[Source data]
* * * * * * *
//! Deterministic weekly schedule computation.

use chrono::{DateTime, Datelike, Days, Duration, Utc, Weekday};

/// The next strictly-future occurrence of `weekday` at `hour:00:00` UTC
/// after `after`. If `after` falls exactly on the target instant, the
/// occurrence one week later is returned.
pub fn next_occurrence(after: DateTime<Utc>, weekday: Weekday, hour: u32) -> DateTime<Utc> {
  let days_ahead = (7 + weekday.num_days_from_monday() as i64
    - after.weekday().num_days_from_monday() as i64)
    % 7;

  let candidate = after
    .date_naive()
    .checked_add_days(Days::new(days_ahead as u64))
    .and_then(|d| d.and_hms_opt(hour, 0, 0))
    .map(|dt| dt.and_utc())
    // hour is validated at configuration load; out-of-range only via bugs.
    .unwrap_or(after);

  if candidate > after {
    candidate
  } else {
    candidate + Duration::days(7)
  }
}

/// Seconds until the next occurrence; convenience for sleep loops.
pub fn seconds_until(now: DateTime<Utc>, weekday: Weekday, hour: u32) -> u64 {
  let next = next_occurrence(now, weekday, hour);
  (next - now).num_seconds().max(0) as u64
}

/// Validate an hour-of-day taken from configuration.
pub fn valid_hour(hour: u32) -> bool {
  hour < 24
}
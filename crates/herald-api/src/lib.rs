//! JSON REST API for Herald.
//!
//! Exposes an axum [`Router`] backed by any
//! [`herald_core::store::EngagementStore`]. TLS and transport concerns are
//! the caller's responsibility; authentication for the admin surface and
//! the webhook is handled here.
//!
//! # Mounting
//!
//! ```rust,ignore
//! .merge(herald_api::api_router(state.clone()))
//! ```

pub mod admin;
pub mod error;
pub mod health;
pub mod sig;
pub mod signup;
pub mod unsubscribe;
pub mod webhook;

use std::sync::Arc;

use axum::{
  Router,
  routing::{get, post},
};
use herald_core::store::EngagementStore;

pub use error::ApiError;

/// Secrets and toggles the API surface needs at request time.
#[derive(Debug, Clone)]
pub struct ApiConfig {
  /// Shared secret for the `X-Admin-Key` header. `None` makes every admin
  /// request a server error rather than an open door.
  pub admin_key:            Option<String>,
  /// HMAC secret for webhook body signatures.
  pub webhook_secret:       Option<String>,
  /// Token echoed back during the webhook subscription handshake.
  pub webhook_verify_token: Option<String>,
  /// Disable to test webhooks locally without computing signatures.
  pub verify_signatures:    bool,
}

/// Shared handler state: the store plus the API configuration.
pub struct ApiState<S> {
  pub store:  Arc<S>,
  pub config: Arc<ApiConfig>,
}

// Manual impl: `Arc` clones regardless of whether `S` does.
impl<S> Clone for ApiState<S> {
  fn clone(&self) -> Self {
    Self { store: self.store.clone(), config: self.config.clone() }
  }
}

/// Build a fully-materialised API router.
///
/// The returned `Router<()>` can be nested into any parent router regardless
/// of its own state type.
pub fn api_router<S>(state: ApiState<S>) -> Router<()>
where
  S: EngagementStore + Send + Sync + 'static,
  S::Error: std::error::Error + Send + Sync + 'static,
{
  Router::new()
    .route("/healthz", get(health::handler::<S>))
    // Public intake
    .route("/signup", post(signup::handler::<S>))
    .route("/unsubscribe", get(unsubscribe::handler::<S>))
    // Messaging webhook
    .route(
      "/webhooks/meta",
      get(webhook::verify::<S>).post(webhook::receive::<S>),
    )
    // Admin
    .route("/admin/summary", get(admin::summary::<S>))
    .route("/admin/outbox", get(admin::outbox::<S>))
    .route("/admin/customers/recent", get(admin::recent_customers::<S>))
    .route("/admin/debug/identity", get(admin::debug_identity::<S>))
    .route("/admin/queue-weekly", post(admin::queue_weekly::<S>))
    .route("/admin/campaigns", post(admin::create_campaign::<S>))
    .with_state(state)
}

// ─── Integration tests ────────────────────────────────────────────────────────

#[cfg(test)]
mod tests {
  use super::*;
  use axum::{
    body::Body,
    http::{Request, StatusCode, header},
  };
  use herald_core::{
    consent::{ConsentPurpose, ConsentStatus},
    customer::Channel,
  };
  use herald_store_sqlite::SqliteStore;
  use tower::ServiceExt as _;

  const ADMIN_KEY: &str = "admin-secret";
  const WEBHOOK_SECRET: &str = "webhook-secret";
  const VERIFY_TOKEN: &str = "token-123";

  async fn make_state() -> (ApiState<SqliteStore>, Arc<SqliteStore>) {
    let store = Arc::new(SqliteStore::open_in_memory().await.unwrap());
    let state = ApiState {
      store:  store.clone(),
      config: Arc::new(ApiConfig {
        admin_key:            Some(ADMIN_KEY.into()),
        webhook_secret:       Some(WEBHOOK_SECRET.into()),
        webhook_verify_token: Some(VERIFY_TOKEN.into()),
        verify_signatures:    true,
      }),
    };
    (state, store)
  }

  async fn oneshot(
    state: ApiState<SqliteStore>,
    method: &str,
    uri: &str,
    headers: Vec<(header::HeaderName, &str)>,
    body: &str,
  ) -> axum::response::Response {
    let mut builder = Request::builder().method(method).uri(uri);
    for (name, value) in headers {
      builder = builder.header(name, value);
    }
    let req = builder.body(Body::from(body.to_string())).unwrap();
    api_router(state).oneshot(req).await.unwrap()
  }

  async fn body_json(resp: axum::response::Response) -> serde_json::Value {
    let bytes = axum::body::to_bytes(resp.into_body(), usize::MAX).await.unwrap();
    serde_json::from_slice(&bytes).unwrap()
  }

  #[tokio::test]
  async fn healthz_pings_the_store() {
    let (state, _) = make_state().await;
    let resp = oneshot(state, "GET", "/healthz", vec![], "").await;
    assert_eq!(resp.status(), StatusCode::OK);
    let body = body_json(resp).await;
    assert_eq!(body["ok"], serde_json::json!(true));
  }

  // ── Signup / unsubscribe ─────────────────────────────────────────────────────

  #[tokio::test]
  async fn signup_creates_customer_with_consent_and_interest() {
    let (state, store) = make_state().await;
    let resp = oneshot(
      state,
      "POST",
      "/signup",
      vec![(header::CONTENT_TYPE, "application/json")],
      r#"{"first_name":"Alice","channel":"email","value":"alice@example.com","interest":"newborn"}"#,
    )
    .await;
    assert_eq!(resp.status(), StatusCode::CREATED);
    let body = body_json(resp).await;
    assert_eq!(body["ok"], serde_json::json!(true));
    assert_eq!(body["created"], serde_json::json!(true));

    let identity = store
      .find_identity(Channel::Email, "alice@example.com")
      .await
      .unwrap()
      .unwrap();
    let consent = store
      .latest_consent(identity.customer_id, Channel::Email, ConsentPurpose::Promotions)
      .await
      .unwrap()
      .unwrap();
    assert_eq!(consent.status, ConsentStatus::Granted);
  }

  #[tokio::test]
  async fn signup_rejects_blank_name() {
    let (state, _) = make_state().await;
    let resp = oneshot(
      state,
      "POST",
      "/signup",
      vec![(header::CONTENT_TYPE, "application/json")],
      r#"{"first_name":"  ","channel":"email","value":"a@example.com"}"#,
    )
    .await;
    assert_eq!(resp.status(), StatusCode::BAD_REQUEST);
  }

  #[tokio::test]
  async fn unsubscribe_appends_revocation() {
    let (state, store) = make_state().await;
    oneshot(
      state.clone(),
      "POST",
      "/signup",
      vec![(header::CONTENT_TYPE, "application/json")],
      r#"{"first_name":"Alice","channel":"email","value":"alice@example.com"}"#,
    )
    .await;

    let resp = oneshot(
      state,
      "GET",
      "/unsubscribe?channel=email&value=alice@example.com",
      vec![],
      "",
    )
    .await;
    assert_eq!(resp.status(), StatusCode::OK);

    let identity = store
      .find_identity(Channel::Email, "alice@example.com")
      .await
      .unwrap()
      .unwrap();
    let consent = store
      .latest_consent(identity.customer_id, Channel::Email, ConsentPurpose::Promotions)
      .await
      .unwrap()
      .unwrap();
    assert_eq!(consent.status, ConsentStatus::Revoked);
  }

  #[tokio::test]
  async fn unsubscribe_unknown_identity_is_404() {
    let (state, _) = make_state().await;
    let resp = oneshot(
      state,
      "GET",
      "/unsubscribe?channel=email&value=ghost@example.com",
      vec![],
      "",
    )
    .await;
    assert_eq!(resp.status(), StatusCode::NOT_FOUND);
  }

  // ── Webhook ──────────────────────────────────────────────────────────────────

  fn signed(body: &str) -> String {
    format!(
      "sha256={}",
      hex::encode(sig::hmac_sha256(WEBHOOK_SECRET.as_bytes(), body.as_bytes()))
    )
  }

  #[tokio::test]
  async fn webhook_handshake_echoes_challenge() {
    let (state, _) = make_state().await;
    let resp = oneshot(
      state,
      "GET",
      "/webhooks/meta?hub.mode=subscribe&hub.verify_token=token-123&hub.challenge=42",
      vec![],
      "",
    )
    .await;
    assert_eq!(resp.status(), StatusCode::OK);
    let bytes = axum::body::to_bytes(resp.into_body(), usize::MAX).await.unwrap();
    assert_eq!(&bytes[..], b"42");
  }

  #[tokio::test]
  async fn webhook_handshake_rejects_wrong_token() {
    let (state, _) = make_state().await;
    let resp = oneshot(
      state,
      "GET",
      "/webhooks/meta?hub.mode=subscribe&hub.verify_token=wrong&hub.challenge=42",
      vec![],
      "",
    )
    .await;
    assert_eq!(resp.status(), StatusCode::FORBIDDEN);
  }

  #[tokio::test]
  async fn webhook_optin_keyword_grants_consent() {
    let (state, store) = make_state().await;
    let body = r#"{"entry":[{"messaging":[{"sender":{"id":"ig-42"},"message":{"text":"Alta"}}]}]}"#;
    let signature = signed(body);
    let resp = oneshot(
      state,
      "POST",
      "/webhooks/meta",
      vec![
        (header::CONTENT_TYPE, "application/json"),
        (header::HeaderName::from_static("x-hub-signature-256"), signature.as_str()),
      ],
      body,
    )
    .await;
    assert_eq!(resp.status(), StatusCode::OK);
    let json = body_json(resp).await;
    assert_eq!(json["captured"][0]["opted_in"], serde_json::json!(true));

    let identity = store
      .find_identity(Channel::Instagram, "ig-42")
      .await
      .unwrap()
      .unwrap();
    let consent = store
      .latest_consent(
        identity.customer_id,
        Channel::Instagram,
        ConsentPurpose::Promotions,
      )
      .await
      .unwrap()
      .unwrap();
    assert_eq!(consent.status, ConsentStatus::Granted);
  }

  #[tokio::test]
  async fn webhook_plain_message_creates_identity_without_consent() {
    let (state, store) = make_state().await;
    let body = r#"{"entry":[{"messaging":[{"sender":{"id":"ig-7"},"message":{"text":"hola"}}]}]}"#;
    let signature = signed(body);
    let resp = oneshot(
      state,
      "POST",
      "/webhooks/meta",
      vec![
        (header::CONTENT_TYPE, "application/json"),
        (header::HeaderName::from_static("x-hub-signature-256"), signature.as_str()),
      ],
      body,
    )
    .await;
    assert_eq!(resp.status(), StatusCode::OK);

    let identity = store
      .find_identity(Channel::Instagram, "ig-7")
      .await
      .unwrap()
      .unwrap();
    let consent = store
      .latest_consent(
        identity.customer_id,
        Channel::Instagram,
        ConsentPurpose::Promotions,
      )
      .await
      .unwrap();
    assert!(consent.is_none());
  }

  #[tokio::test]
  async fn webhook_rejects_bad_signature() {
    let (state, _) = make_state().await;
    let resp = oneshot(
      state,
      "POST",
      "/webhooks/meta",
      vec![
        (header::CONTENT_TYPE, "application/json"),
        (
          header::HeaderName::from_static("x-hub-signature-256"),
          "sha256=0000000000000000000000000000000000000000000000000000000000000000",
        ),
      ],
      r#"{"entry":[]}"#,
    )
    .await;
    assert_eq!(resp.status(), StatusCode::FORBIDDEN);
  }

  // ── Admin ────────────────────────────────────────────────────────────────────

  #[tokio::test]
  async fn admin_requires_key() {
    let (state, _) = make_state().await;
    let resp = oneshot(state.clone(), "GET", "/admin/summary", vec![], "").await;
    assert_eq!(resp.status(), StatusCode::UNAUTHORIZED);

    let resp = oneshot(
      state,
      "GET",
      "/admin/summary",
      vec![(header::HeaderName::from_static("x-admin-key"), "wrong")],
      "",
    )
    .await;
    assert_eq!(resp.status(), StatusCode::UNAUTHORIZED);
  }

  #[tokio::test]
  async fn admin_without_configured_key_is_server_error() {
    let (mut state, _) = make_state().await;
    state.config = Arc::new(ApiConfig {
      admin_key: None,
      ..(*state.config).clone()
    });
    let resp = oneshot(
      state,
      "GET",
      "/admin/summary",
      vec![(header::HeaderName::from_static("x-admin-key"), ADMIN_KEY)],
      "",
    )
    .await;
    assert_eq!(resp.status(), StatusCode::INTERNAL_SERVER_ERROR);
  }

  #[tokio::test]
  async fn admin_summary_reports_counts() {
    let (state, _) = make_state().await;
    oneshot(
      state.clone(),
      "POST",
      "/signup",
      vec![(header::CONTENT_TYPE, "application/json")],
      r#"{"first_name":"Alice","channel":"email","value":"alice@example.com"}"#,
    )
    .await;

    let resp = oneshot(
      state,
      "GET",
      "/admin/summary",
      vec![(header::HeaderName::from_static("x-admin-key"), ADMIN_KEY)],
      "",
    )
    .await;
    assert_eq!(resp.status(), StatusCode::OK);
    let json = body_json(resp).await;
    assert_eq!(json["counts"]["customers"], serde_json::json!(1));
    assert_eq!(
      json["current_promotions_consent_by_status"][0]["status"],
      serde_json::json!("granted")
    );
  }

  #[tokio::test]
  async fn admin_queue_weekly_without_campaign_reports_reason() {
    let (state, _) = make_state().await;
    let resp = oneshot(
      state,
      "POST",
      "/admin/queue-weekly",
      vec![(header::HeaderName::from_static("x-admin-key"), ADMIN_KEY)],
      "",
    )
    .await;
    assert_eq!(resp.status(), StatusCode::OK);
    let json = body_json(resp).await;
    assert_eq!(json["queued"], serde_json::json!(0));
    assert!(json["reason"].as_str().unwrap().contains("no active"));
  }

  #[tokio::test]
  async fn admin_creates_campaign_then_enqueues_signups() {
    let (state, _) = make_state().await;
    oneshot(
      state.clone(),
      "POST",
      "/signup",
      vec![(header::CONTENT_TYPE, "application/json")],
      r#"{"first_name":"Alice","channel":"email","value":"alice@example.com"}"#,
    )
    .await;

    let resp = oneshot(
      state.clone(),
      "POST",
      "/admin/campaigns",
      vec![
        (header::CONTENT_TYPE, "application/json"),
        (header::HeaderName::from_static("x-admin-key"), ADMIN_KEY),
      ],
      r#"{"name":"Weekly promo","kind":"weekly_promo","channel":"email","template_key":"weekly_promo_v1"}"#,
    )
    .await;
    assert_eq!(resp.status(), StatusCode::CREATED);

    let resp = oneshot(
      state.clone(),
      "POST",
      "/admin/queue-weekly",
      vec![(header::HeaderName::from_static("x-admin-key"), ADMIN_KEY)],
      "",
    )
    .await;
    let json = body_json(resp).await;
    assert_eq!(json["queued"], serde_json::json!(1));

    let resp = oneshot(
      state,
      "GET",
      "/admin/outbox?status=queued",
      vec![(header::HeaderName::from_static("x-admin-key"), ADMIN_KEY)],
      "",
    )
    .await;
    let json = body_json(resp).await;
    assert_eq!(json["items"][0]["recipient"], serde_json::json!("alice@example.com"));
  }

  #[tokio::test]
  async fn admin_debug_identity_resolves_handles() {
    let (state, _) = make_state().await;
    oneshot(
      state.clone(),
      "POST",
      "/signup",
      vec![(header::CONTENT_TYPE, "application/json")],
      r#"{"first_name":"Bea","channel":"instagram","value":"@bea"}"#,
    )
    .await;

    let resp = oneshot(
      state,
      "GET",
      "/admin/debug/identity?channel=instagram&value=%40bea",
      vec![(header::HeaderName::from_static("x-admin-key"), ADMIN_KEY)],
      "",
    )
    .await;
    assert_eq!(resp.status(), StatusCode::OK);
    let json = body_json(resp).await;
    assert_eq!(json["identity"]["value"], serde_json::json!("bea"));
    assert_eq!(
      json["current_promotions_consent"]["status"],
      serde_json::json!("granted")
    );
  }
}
* * * * * * *
▶ [About this exercise] If the string "impl" appears in a line of the entries, report the line.

▶ [Response below]
// Manual impl: `Arc` clones regardless of whether `S` does.
impl<S> Clone for ApiState<S> {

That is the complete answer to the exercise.